Generalization: Within the broader context of Endocrinology, active clinical trials are exploring the development of Biosimilars and second-generation inhibitors with fewer cognitive side effects. Advancements in Novel Delivery Systems, such as extended-release tablets, are being researched to provide more stable blood levels and reduce the paresthesia associated with rapid peak concentrations.

Severe Disease & Prevention: Extensive longitudinal studies are evaluating the drug’s efficacy in preventing “permanent interictal weakness”—a long-term complication where muscle strength fails to return even between attacks. By reducing the cumulative time muscles spend in a paralyzed state, Keveyis may prevent macrovascular and microvascular muscle tissue remodeling.

Disclaimer: The research described regarding Keveyis is currently exploratory and remains in early investigative and hypothesis-driven stages. These studies are not yet validated for routine clinical application and are not applicable to established or professional medical practice scenarios. 

Patient Management and Clinical Protocols

Pre-treatment Assessment

  • Baseline Diagnostics: Complete metabolic panel (CMP) with a focus on serum potassium, sodium, and bicarbonate levels.
  • Organ Function: Renal function (eGFR) and Hepatic enzyme monitoring to ensure clearance capability.
  • Specialized Testing: Baseline arterial or venous blood gas (pH) to assess pre-existing acid-base status.
  • Screening: Screening for a history of sulfa allergy and baseline cognitive assessment.
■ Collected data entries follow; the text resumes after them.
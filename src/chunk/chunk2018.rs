//! Decoder for chunk type 0x2018 = ASE_TAGS.

use std::io::Read;

use ::AseResult;
use ::cursor::AseReadExt;
use ::document::{AnimationDirection,Tag};

/// Magic for an ASE_TAGS chunk - Tags.
///
/// All of the document's tags in one chunk.
///
///   Offset | Length |   Name   | Description
///   ------:| ------:|:--------:| -----------------------------------
///        0 |      2 |   count  | Number of tags.
///        2 |      8 | reserved | Set to zero.
///
/// Followed by `count` tags:
///
///   Offset | Length |   Name    | Description
///   ------:| ------:|:---------:| ----------------------------------
///        0 |      2 |    from   | First frame.
///        2 |      2 |     to    | Last frame, inclusive.
///        4 |      1 | direction | 0 forward, 1 reverse, 2 ping-pong, 3 ping-pong reverse.
///        5 |      2 |   repeat  | Times to play the range, 0 forever.
///        7 |      6 |  reserved | Set to zero.
///       13 |      3 |    rgb    | Tag colour.
///       16 |      1 |   extra   | Set to zero.
///       17 |    2+n |    name   | STRING.
pub const ASE_TAGS: u16 = 0x2018;

/// Decode an ASE_TAGS chunk.
pub fn decode_ase_tags<R: Read>(r: &mut R)
        -> AseResult<Vec<Tag>> {
    let count = try!(r.read_word()) as usize;
    try!(r.skip(8));

    r.read_records(count, decode_tag)
}

fn decode_tag<R: Read>(r: &mut R)
        -> AseResult<Tag> {
    let from = try!(r.read_word());
    let to = try!(r.read_word());
    let direction = try!(AnimationDirection::from_byte(try!(r.read_byte())));
    let repeat = try!(r.read_word());
    try!(r.skip(6));
    let mut color = [0; 3];
    try!(r.read_exact(&mut color));
    try!(r.skip(1));
    let name = try!(r.read_string());

    Ok(Tag {
        from: from,
        to: to,
        direction: direction,
        repeat: repeat,
        color: color,
        name: name,
    })
}
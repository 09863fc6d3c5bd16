//! Decoder for chunk type 0x2019 = ASE_PALETTE.

use std::io::Read;

use ::{AseError,AseResult};
use ::cursor::AseReadExt;
use ::document::Palette;

/// Magic for an ASE_PALETTE chunk - Palette.
///
///   Offset | Length |   Name   | Description
///   ------:| ------:|:--------:| -----------------------------------
///        0 |      4 |   size   | New palette size, total number of entries.
///        4 |      4 |   first  | First colour index to change.
///        8 |      4 |   last   | Last colour index to change, inclusive.
///       12 |      8 | reserved | Set to zero.
///
/// Followed by `last - first + 1` entries:
///
///   Offset | Length |   Name   | Description
///   ------:| ------:|:--------:| -----------------------------------
///        0 |      2 |   flags  | 1 has name.
///        2 |      4 |   rgba   | Red, green, blue, alpha, each 0-255.
///        6 |    2+n |   name   | STRING, only if flags has bit 1.
pub const ASE_PALETTE: u16 = 0x2019;

const ENTRY_HAS_NAME: u16 = 1;

/// Decode an ASE_PALETTE chunk into the running palette, resizing it
/// to the declared size first.
pub fn decode_ase_palette<R: Read>(r: &mut R, pal: &mut Palette)
        -> AseResult<()> {
    let size = try!(r.read_dword()) as usize;
    let first = try!(r.read_dword()) as usize;
    let last = try!(r.read_dword()) as usize;
    try!(r.skip(8));

    if size != pal.len() {
        try!(pal.resize(size));
    }

    if first > last || last >= size {
        return Err(AseError::Corrupted("palette range"));
    }

    for idx in first..(last + 1) {
        let flags = try!(r.read_word());
        pal.colors[idx] = try!(r.read_rgba());
        pal.names[idx] = if flags & ENTRY_HAS_NAME != 0 {
            try!(r.read_string())
        } else {
            String::new()
        };
    }

    Ok(())
}

#[cfg(test)]
mod tests {
    use std::io::Cursor;
    use ::AseError;
    use ::document::{Palette,Rgba};
    use super::decode_ase_palette;

    #[test]
    fn test_decode_ase_palette() {
        let src = [
            0x04, 0x00, 0x00, 0x00, // size 4
            0x01, 0x00, 0x00, 0x00, // first 1
            0x02, 0x00, 0x00, 0x00, // last 2
            0, 0, 0, 0, 0, 0, 0, 0,
            0x00, 0x00, 0x10, 0x20, 0x30, 0x40,
            0x01, 0x00, 0x50, 0x60, 0x70, 0x80, 0x03, 0x00, b'r', b'e', b'd' ];

        let mut pal = Palette::with_len(256, 0).expect("palette");
        pal.colors[0] = Rgba::new(9, 9, 9, 9);
        decode_ase_palette(&mut Cursor::new(&src[..]), &mut pal).expect("decode");

        assert_eq!(pal.len(), 4);
        assert_eq!(pal.names.len(), 4);
        assert_eq!(pal.colors[0], Rgba::new(9, 9, 9, 9));
        assert_eq!(pal.colors[1], Rgba::new(0x10, 0x20, 0x30, 0x40));
        assert_eq!(pal.colors[2], Rgba::new(0x50, 0x60, 0x70, 0x80));
        assert_eq!(pal.names[1], "");
        assert_eq!(pal.names[2], "red");
        assert_eq!(pal.colors[3], Rgba::default());
    }

    #[test]
    fn test_decode_ase_palette_grow() {
        let src = [
            0x03, 0x00, 0x00, 0x00,
            0x02, 0x00, 0x00, 0x00,
            0x02, 0x00, 0x00, 0x00,
            0, 0, 0, 0, 0, 0, 0, 0,
            0x00, 0x00, 0x01, 0x02, 0x03, 0xFF ];

        let mut pal = Palette::with_len(1, 0).expect("palette");
        decode_ase_palette(&mut Cursor::new(&src[..]), &mut pal).expect("decode");

        assert_eq!(pal.colors.len(), 3);
        assert_eq!(pal.names.len(), 3);
        assert_eq!(pal.colors[2], Rgba::new(1, 2, 3, 0xFF));
    }

    #[test]
    fn test_decode_ase_palette_out_of_range() {
        let src = [
            0x02, 0x00, 0x00, 0x00,
            0x00, 0x00, 0x00, 0x00,
            0x02, 0x00, 0x00, 0x00,
            0, 0, 0, 0, 0, 0, 0, 0 ];

        let mut pal = Palette::with_len(2, 0).expect("palette");
        match decode_ase_palette(&mut Cursor::new(&src[..]), &mut pal) {
            Err(AseError::Corrupted(_)) => (),
            _ => panic!("expected corrupted"),
        }
    }
}
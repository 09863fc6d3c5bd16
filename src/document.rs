//! In-memory ASE document model.
//!
//! A `Document` owns every entity decoded from the file.  Strings and
//! buffers that were never set are empty and own no allocation.

use ::{AseError,AseResult};
use ::cursor::alloc_vec;

/// A 16.16 fixed point value, kept exactly as stored in the file.
#[derive(Clone,Copy,Debug,Default,Eq,PartialEq)]
pub struct Fixed(pub i32);

/// A colour with 8-bit components.
#[derive(Clone,Copy,Debug,Default,Eq,PartialEq)]
pub struct Rgba {
    pub r: u8,
    pub g: u8,
    pub b: u8,
    pub a: u8,
}

/// Colour depth of the document's pixels.
#[derive(Clone,Copy,Debug,Eq,PartialEq)]
pub enum ColorDepth {
    /// One byte per pixel, an index into the palette.
    Indexed,
    /// Two bytes per pixel, value then alpha.
    Grayscale,
    /// Four bytes per pixel, red, green, blue, alpha.
    Rgba,
}

/// Grid settings from the document header.
#[derive(Clone,Copy,Debug,Default,Eq,PartialEq)]
pub struct Grid {
    pub x: i16,
    pub y: i16,
    pub width: u16,
    pub height: u16,
}

/// Document palette.
///
/// `colors` and `names` always have the same length; use `resize` to
/// change it.
#[derive(Clone,Debug,Default,Eq,PartialEq)]
pub struct Palette {
    pub colors: Vec<Rgba>,
    pub names: Vec<String>,
    pub transparent_index: u8,
}

/// Free-form annotation attached to a layer, cel or slice.
#[derive(Clone,Debug,Default,Eq,PartialEq)]
pub struct UserData {
    pub text: String,
    pub color: Option<Rgba>,
}

/// Layer flags.
#[derive(Clone,Copy,Debug,Default,Eq,PartialEq)]
pub struct LayerFlags(pub u16);

#[derive(Clone,Copy,Debug,Eq,PartialEq)]
pub enum LayerType {
    Normal,
    Group,
    Tilemap,
}

#[derive(Clone,Copy,Debug,Eq,PartialEq)]
pub enum BlendMode {
    Normal,
    Multiply,
    Screen,
    Overlay,
    Darken,
    Lighten,
    ColorDodge,
    ColorBurn,
    HardLight,
    SoftLight,
    Difference,
    Exclusion,
    Hue,
    Saturation,
    Color,
    Luminosity,
    Addition,
    Subtract,
    Divide,
}

#[derive(Clone,Debug,Eq,PartialEq)]
pub struct Layer {
    pub flags: LayerFlags,
    pub layer_type: LayerType,
    /// Nesting depth relative to the preceding layers.
    pub child_level: u16,
    pub blend_mode: BlendMode,
    pub opacity: u8,
    pub name: String,
    /// Only present for tilemap layers.
    pub tileset_index: Option<u32>,
    pub user_data: UserData,
}

/// Pixels of a cel, `width * height * bytes_per_pixel` bytes.
#[derive(Clone,Debug,Default,Eq,PartialEq)]
pub struct Image {
    pub width: u16,
    pub height: u16,
    pub pixels: Vec<u8>,
}

/// Cel payload.
#[derive(Clone,Debug,Eq,PartialEq)]
pub enum CelContent {
    Raw(Image),
    /// Shares the cel of the same layer in the given frame.
    Linked(u16),
    /// Stored zlib-compressed; held here already inflated.
    Compressed(Image),
    /// Tile data is not decoded.
    Tilemap { width: u16, height: u16 },
}

/// Precise cel bounds.  All zero when absent.
#[derive(Clone,Copy,Debug,Default,Eq,PartialEq)]
pub struct CelExtra {
    pub flags: u32,
    pub x: Fixed,
    pub y: Fixed,
    pub width: Fixed,
    pub height: Fixed,
}

#[derive(Clone,Debug,Eq,PartialEq)]
pub struct Cel {
    pub layer_index: u16,
    pub x: i16,
    pub y: i16,
    pub opacity: u8,
    pub z_index: i16,
    pub content: CelContent,
    pub extra: CelExtra,
    pub user_data: UserData,
}

#[derive(Clone,Debug,Default,Eq,PartialEq)]
pub struct Frame {
    /// Frame duration in milliseconds.
    pub duration: u16,
    /// Cels in the order they appear in the frame.
    pub cels: Box<[Cel]>,
}

#[derive(Clone,Copy,Debug,Eq,PartialEq)]
pub enum AnimationDirection {
    Forward,
    Reverse,
    PingPong,
    PingPongReverse,
}

/// A named range of frames, `from..=to`.
#[derive(Clone,Debug,Eq,PartialEq)]
pub struct Tag {
    pub from: u16,
    pub to: u16,
    pub direction: AnimationDirection,
    /// Times to repeat the range, 0 means forever.
    pub repeat: u16,
    pub color: [u8; 3],
    pub name: String,
}

/// Slice flags.
#[derive(Clone,Copy,Debug,Default,Eq,PartialEq)]
pub struct SliceFlags(pub u32);

#[derive(Clone,Copy,Debug,Default,Eq,PartialEq)]
pub struct NinePatch {
    pub x: i32,
    pub y: i32,
    pub width: u32,
    pub height: u32,
}

#[derive(Clone,Copy,Debug,Default,Eq,PartialEq)]
pub struct Pivot {
    pub x: i32,
    pub y: i32,
}

/// Slice geometry from `frame` onwards.
#[derive(Clone,Copy,Debug,Default,Eq,PartialEq)]
pub struct SliceKey {
    pub frame: u32,
    pub x: i32,
    pub y: i32,
    pub width: u32,
    pub height: u32,
    pub nine_patch: Option<NinePatch>,
    pub pivot: Option<Pivot>,
}

#[derive(Clone,Debug,Default,Eq,PartialEq)]
pub struct Slice {
    pub flags: SliceFlags,
    pub name: String,
    pub keys: Box<[SliceKey]>,
    pub user_data: UserData,
}

#[derive(Clone,Copy,Debug,Eq,PartialEq)]
pub enum ColorProfileType {
    None,
    Srgb,
    Icc,
}

#[derive(Clone,Debug,Eq,PartialEq)]
pub struct ColorProfile {
    pub profile_type: ColorProfileType,
    pub flags: u16,
    pub gamma: Fixed,
    /// Raw ICC profile, only for `ColorProfileType::Icc`.
    pub icc_data: Vec<u8>,
}

/// A decoded ASE document.
#[derive(Clone,Debug,Eq,PartialEq)]
pub struct Document {
    pub width: u16,
    pub height: u16,
    pub color_depth: ColorDepth,
    pub flags: u32,
    /// Deprecated frame speed from the header, in milliseconds.
    pub speed: u16,
    pub pixel_width: u8,
    pub pixel_height: u8,
    pub grid: Option<Grid>,
    pub palette: Palette,
    pub color_profile: ColorProfile,
    pub layers: Box<[Layer]>,
    pub slices: Box<[Slice]>,
    pub tags: Box<[Tag]>,
    pub frames: Box<[Frame]>,
}

/*--------------------------------------------------------------*/

impl Rgba {
    pub fn new(r: u8, g: u8, b: u8, a: u8) -> Self {
        Rgba { r: r, g: g, b: b, a: a }
    }
}

impl ColorDepth {
    /// Map the header's bits per pixel.
    pub fn from_bits(bits: u16)
            -> AseResult<Self> {
        match bits {
            8 => Ok(ColorDepth::Indexed),
            16 => Ok(ColorDepth::Grayscale),
            32 => Ok(ColorDepth::Rgba),
            _ => Err(AseError::Corrupted("color depth")),
        }
    }

    pub fn bits_per_pixel(&self) -> u16 {
        match *self {
            ColorDepth::Indexed => 8,
            ColorDepth::Grayscale => 16,
            ColorDepth::Rgba => 32,
        }
    }

    pub fn bytes_per_pixel(&self) -> usize {
        self.bits_per_pixel() as usize / 8
    }
}

impl Palette {
    /// Create a palette of `len` black entries without names.
    pub fn with_len(len: usize, transparent_index: u8)
            -> AseResult<Self> {
        let mut pal = Palette {
            colors: Vec::new(),
            names: Vec::new(),
            transparent_index: transparent_index,
        };
        try!(pal.resize(len));
        Ok(pal)
    }

    pub fn len(&self) -> usize {
        self.colors.len()
    }

    pub fn is_empty(&self) -> bool {
        self.colors.is_empty()
    }

    pub fn get(&self, idx: usize) -> Option<Rgba> {
        self.colors.get(idx).cloned()
    }

    /// Grow or shrink both the colours and the names.  New entries are
    /// black and unnamed.
    pub fn resize(&mut self, len: usize)
            -> AseResult<()> {
        if len > self.colors.len() {
            let extra = len - self.colors.len();
            try!(self.colors.try_reserve_exact(extra).map_err(|_| AseError::Allocation));
            try!(self.names.try_reserve_exact(extra).map_err(|_| AseError::Allocation));
        }

        self.colors.resize(len, Rgba::default());
        self.names.resize(len, String::new());
        Ok(())
    }
}

impl UserData {
    pub fn is_empty(&self) -> bool {
        self.text.is_empty() && self.color.is_none()
    }
}

impl LayerFlags {
    pub const VISIBLE: u16 = 1;
    pub const EDITABLE: u16 = 2;
    pub const LOCK_MOVEMENT: u16 = 4;
    pub const BACKGROUND: u16 = 8;
    pub const PREFER_LINKED_CELS: u16 = 16;
    pub const COLLAPSED: u16 = 32;
    pub const REFERENCE: u16 = 64;

    pub fn is_visible(&self) -> bool {
        self.0 & Self::VISIBLE != 0
    }

    pub fn is_editable(&self) -> bool {
        self.0 & Self::EDITABLE != 0
    }

    pub fn is_background(&self) -> bool {
        self.0 & Self::BACKGROUND != 0
    }

    pub fn is_reference(&self) -> bool {
        self.0 & Self::REFERENCE != 0
    }
}

impl LayerType {
    pub fn from_word(v: u16)
            -> AseResult<Self> {
        match v {
            0 => Ok(LayerType::Normal),
            1 => Ok(LayerType::Group),
            2 => Ok(LayerType::Tilemap),
            _ => Err(AseError::Corrupted("layer type")),
        }
    }
}

impl BlendMode {
    pub fn from_word(v: u16)
            -> AseResult<Self> {
        use self::BlendMode::*;
        let mode = match v {
            0 => Normal,
            1 => Multiply,
            2 => Screen,
            3 => Overlay,
            4 => Darken,
            5 => Lighten,
            6 => ColorDodge,
            7 => ColorBurn,
            8 => HardLight,
            9 => SoftLight,
            10 => Difference,
            11 => Exclusion,
            12 => Hue,
            13 => Saturation,
            14 => Color,
            15 => Luminosity,
            16 => Addition,
            17 => Subtract,
            18 => Divide,
            _ => return Err(AseError::Corrupted("blend mode")),
        };
        Ok(mode)
    }
}

impl Cel {
    /// The cel's pixels, if it carries any.
    pub fn image(&self) -> Option<&Image> {
        match self.content {
            CelContent::Raw(ref img) | CelContent::Compressed(ref img) => Some(img),
            _ => None,
        }
    }

    /// The frame whose cel this one shares.
    pub fn linked_frame(&self) -> Option<u16> {
        match self.content {
            CelContent::Linked(frame) => Some(frame),
            _ => None,
        }
    }
}

impl CelExtra {
    pub const PRECISE_BOUNDS: u32 = 1;

    pub fn is_empty(&self) -> bool {
        *self == CelExtra::default()
    }
}

impl Frame {
    /// The cel for the given layer in this frame.
    pub fn cel_for_layer(&self, layer_index: u16) -> Option<&Cel> {
        self.cels.iter().find(|c| c.layer_index == layer_index)
    }
}

impl AnimationDirection {
    pub fn from_byte(v: u8)
            -> AseResult<Self> {
        match v {
            0 => Ok(AnimationDirection::Forward),
            1 => Ok(AnimationDirection::Reverse),
            2 => Ok(AnimationDirection::PingPong),
            3 => Ok(AnimationDirection::PingPongReverse),
            _ => Err(AseError::Corrupted("animation direction")),
        }
    }
}

impl SliceFlags {
    pub const NINE_PATCH: u32 = 1;
    pub const PIVOT: u32 = 2;

    pub fn has_nine_patch(&self) -> bool {
        self.0 & Self::NINE_PATCH != 0
    }

    pub fn has_pivot(&self) -> bool {
        self.0 & Self::PIVOT != 0
    }
}

impl ColorProfileType {
    pub fn from_word(v: u16)
            -> AseResult<Self> {
        match v {
            0 => Ok(ColorProfileType::None),
            1 => Ok(ColorProfileType::Srgb),
            2 => Ok(ColorProfileType::Icc),
            _ => Err(AseError::Corrupted("color profile type")),
        }
    }
}

impl ColorProfile {
    pub const FIXED_GAMMA: u16 = 1;
}

impl Default for ColorProfile {
    fn default() -> Self {
        ColorProfile {
            profile_type: ColorProfileType::None,
            flags: 0,
            gamma: Fixed(0),
            icc_data: Vec::new(),
        }
    }
}

impl Document {
    /// Find a layer by name.
    pub fn layer_by_name(&self, name: &str) -> Option<(usize, &Layer)> {
        self.layers.iter().enumerate().find(|&(_, l)| l.name == name)
    }

    /// Release the document and every buffer it owns.
    ///
    /// Each string, palette array, pixel buffer and ICC blob is freed
    /// exactly once; empty strings and buffers own nothing.
    pub fn release(self) {
        drop(self);
    }
}

/// Freeze an accumulated sequence, failing cleanly if the shrink
/// cannot be satisfied.
pub(crate) fn freeze<T>(v: Vec<T>)
        -> AseResult<Box<[T]>> {
    if v.len() == v.capacity() {
        return Ok(v.into_boxed_slice());
    }

    let mut exact = try!(alloc_vec(v.len()));
    exact.extend(v);
    Ok(exact.into_boxed_slice())
}
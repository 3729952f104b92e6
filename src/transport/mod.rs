//! Blocking HTTP transport for the chat completions endpoint.

mod http;

pub use http::{HttpTransport, TransportError};
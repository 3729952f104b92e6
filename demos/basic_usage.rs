//! Basic usage example.
//!
//! Sends a two-turn conversation to the chat completions endpoint and prints
//! the first choice.
//!
//! Usage:
//!   INFUZU_API_KEY=your_key cargo run --example basic_usage

use infuzu_rs::{create_chat_completion, Message};

fn main() -> Result<(), Box<dyn std::error::Error>> {
    // Initialize tracing
    tracing_subscriber::fmt::init();

    if std::env::var("INFUZU_API_KEY").is_err() {
        eprintln!("Warning: INFUZU_API_KEY not set. The request will fail without it.");
    }

    let messages = vec![
        Message::system("You are a helpful assistant."),
        Message::user("What is the capital of France?"),
    ];

    let completion = create_chat_completion(&messages, None, None)?;

    if let Some(content) = completion.first_content() {
        println!("Response:\n{content}");
    }
    if let Some(usage) = &completion.usage {
        println!("\nUsage: {usage:?}");
    }

    Ok(())
}
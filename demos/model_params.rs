//! Model selection example.
//!
//! Instead of naming a model outright, hand the server-side selector a
//! `ModelParams` directive: candidate lists, scoring weights, and cost caps.
//!
//! Usage:
//!   INFUZU_API_KEY=your_key cargo run --example model_params

use infuzu_rs::{Client, Message, ModelParams, ModelSelector, ModelWeights};

fn main() -> Result<(), Box<dyn std::error::Error>> {
    tracing_subscriber::fmt::init();

    let client = Client::new()?;

    let messages = vec![Message::user(
        "Summarize the plot of Hamlet in two sentences.",
    )];

    let params = ModelParams::new()
        .llms(vec![
            "openai/gpt-4o".to_string(),
            "anthropic/claude-sonnet".to_string(),
        ])
        .weights(ModelWeights {
            price: Some(0.7),
            end_latency: Some(0.3),
            ..Default::default()
        })
        .max_output_cost(0.01);

    let completion =
        client.create_chat_completion(&messages, Some(&ModelSelector::from(params)))?;

    for choice in &completion.choices {
        if let Some(model) = &choice.model {
            println!(
                "served by {} (rank {:?})",
                model.ref_.as_deref().unwrap_or("<unknown>"),
                model.rank
            );
        }
        if let Some(content) = choice.message.as_ref().and_then(|m| m.content.as_deref()) {
            println!("{content}");
        }
        if let Some(latency) = &choice.latency {
            println!("latency: start={:?} end={:?}", latency.start, latency.end);
        }
    }

    Ok(())
}
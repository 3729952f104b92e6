//! Version-file reader.
//!
//! The client identifier string carries the library version, which is read
//! from a local version file rather than baked into the binary. The file
//! holds a single line with exactly three dot-separated numeric components.

use std::fs;
use std::path::Path;

use once_cell::sync::OnceCell;

use crate::{Error, Result};

/// Default version-file location, relative to the working directory.
pub const VERSION_FILE: &str = ".package-version";

static VERSION: OnceCell<String> = OnceCell::new();

/// Current client version from the default version file.
///
/// The file is read once per process; subsequent calls return the cached
/// value. A missing or malformed file is a configuration error, and the read
/// is retried on the next call.
pub fn client_version() -> Result<String> {
    if let Some(version) = VERSION.get() {
        return Ok(version.clone());
    }
    let version = read_version_file(Path::new(VERSION_FILE))?;
    Ok(VERSION.get_or_init(|| version).clone())
}

/// Read and validate a version file at an explicit path.
pub fn read_version_file(path: &Path) -> Result<String> {
    let raw = fs::read_to_string(path).map_err(|e| {
        Error::configuration(format!("cannot read version file {}: {e}", path.display()))
    })?;

    let version = raw.trim();
    let parts: Vec<&str> = version.split('.').collect();
    let well_formed = parts.len() == 3
        && parts
            .iter()
            .all(|part| !part.is_empty() && part.chars().all(|c| c.is_ascii_digit()));
    if !well_formed {
        return Err(Error::configuration(format!(
            "version file {} must contain three dot-separated numeric components, got {version:?}",
            path.display()
        )));
    }

    Ok(version.to_string())
}

#[cfg(test)]
mod tests {
    use super::*;
    use std::io::Write;

    fn write_version_file(contents: &str) -> tempfile::NamedTempFile {
        let mut file = tempfile::NamedTempFile::new().unwrap();
        file.write_all(contents.as_bytes()).unwrap();
        file
    }

    #[test]
    fn test_reads_well_formed_version() {
        let file = write_version_file("1.2.3\n");
        assert_eq!(read_version_file(file.path()).unwrap(), "1.2.3");
    }

    #[test]
    fn test_rejects_malformed_versions() {
        for contents in ["1.2", "1.2.3.4", "1.2.x", "a.b.c", "", "1..3"] {
            let file = write_version_file(contents);
            let err = read_version_file(file.path()).unwrap_err();
            assert!(
                matches!(err, Error::Configuration { .. }),
                "version {contents:?}"
            );
        }
    }

    #[test]
    fn test_missing_file_is_configuration_error() {
        let err = read_version_file(Path::new("does-not-exist.version")).unwrap_err();
        assert!(matches!(err, Error::Configuration { .. }));
    }
}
Monitoring and Precautions

  • Vigilance: Monitoring for “therapeutic escape” (an increase in attacks after a period of stability) which may indicate worsening underlying metabolic demands or the need for dose adjustment.
  • Lifestyle: Engagement in Medical Nutrition Therapy (MNT) is critical. Patients with the hypokalemic form should focus on a low-carbohydrate, low-sodium diet, while hyperkalemic patients must avoid high-potassium foods.
  • “Do’s and Don’ts” list:
    • DO stay hydrated to reduce the risk of kidney stones.
    • DO report any new or worsening confusion or memory issues immediately.
    • DON’T consume high amounts of aspirin, as it can interact and increase the risk of toxicity.
    • DON’T skip blood tests for bicarbonate and potassium levels.

Legal Disclaimer

The medical information provided in this guide is for informational purposes only and does not constitute medical advice, diagnosis, or treatment. Keveyis is a specialized medication for rare metabolic disorders and must be used under the strict supervision of a board-certified Endocrinologist or Neurologist. Always consult your healthcare provider regarding any changes to your medication or diet. If you experience severe shortness of breath or sudden, extreme weakness, seek emergency medical attention immediately.